American students in year 12 may be interested in how other countries rank students and determine their eligibility for future studies. Here is an Australian system:

The Universities Admission Index (UAI) is the percentile rank used for Australian Capital Territory(ACT) and New South Wales(NSW) students in Australia to determine what University courses they are eligible to enter.

Usually only year 12 students, who are predominately eighteen years of age, receive UAIs.

In NSW, students undertake a series of exams in various subjects to earn a Higher School Certificate. The exam is colloquially and affectionately called the HSC. The exams are held in quick succession and go for up to four hours each. The HSC usually has close to a one hundred percent baring on the student's result in that subject. (Although this system is thankfully changing in the near future).

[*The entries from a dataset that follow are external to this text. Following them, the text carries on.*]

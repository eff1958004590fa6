//! Export and connection-test workflows.
//!
//! Connect, export all four categories, disconnect. Any error propagates
//! to `main`, which aborts the process.

use crate::{ConnectionSource, ResolvedRun};
use tracing::{debug, info};
use txtsql_core::{
    ExportSummary, Exporter, ObjectCategory, Result, SqlServerCatalog, catalog::CatalogSource,
};

fn log_target(run: &ResolvedRun) {
    info!("Settings: {}", run.settings_path.display());
    match &run.source {
        ConnectionSource::Environment => {
            info!("Connection string: from {}", crate::CONNECTION_STRING_ENV);
        }
        ConnectionSource::Settings { name } => {
            info!("Connection string: ConnectionStrings:{}", name);
        }
    }
    info!("Target: {}", run.connection_string.redacted());
}

/// Final one-line report of per-category counts.
pub fn summary_line(summary: &ExportSummary) -> String {
    let counts = ObjectCategory::ALL
        .iter()
        .map(|category| format!("{} {}", summary.count(*category), category.dir_name()))
        .collect::<Vec<_>>()
        .join(", ");

    format!(
        "Exported {} objects from {}: {}",
        summary.total(),
        summary.database,
        counts
    )
}

/// Runs a full export.
///
/// # Errors
/// Returns the first connection, query, or filesystem error.
pub async fn export(run: &ResolvedRun) -> Result<ExportSummary> {
    log_target(run);
    info!("Output: {}", run.output_root.display());

    let mut catalog = SqlServerCatalog::connect(&run.connection_string, run.connect_timeout).await?;
    println!("Connection opened successfully!");

    let summary = Exporter::new(&run.output_root)
        .export_database(&mut catalog)
        .await?;

    catalog.close().await?;
    println!("Connection closed successfully!");
    println!("{}", summary_line(&summary));

    Ok(summary)
}

/// Opens a connection, reports the database name, and closes it.
///
/// # Errors
/// Returns a connection or query error.
pub async fn test_connection(run: &ResolvedRun) -> Result<()> {
    log_target(run);

    let mut catalog = SqlServerCatalog::connect(&run.connection_string, run.connect_timeout).await?;
    let database = catalog.database_name().await?;
    let version = catalog.server_version().await?;
    debug!("Server version: {}", version.lines().next().unwrap_or_default());

    catalog.close().await?;
    info!("Connection test successful");
    println!("Connection to SQL Server database '{}' successful", database);

    Ok(())
}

The student must 'count' a minimum number of these results and this provides them with a total score. This score is then ranked against that of students across the rest of the state. All students who would have completed year 12 in that year are ranked based on their results (if any). This gives each student a percentile rank that places them somewhere in the Australian population (not just somewhere in the group of finished year 12 students).

The ACT has a very different system to that of NSW. In The ACT, students are evaluated over four semesters or two years of study. Throughout these two years they complete units by doing assignments, essays, seminars and exams. Each semester, for each subject, they receive a unit score. At the end of the two years, the various colleges (yr 11 and 12), sit an exam called The Australian Scaling Test(AST). This test measures the general (not individual) competencies of students at the various colleges.

The best eighty percent of a students unit scores are then taken and a course score is calculated for each subject. Using the results from the AST, the course scores are scaled to show how students performed and with what strength opposition. A student then 'counts' the best 3.6 of these course scores to give an aggregate score usually between 400 and 800.

The students who would have completed year twelve are then added into the rankings to give each student a population ranking. This is the UAI and it is completely comparable to the NSW UAI.

The Universities then set the UAI requirements for each of their courses. For example, medicine at The University of New South Wales (UNSW) requires 99.70. That means a student must be in the top 0.3% of the population to be eligible. Other universities' UAI requirements can be as low as 50. But most are over 70.

Context: univeristy, Australia

One should know that the UAI (New South Wales, Australian Capital Territory) comes under differnent names under various states in Australia, although they are calculated in the same way:

The strangest thing, of course, is that Queensland uses a completely different system: the overall position. I can find nobody who can explain why Queensland needs a different system from the rest of the country.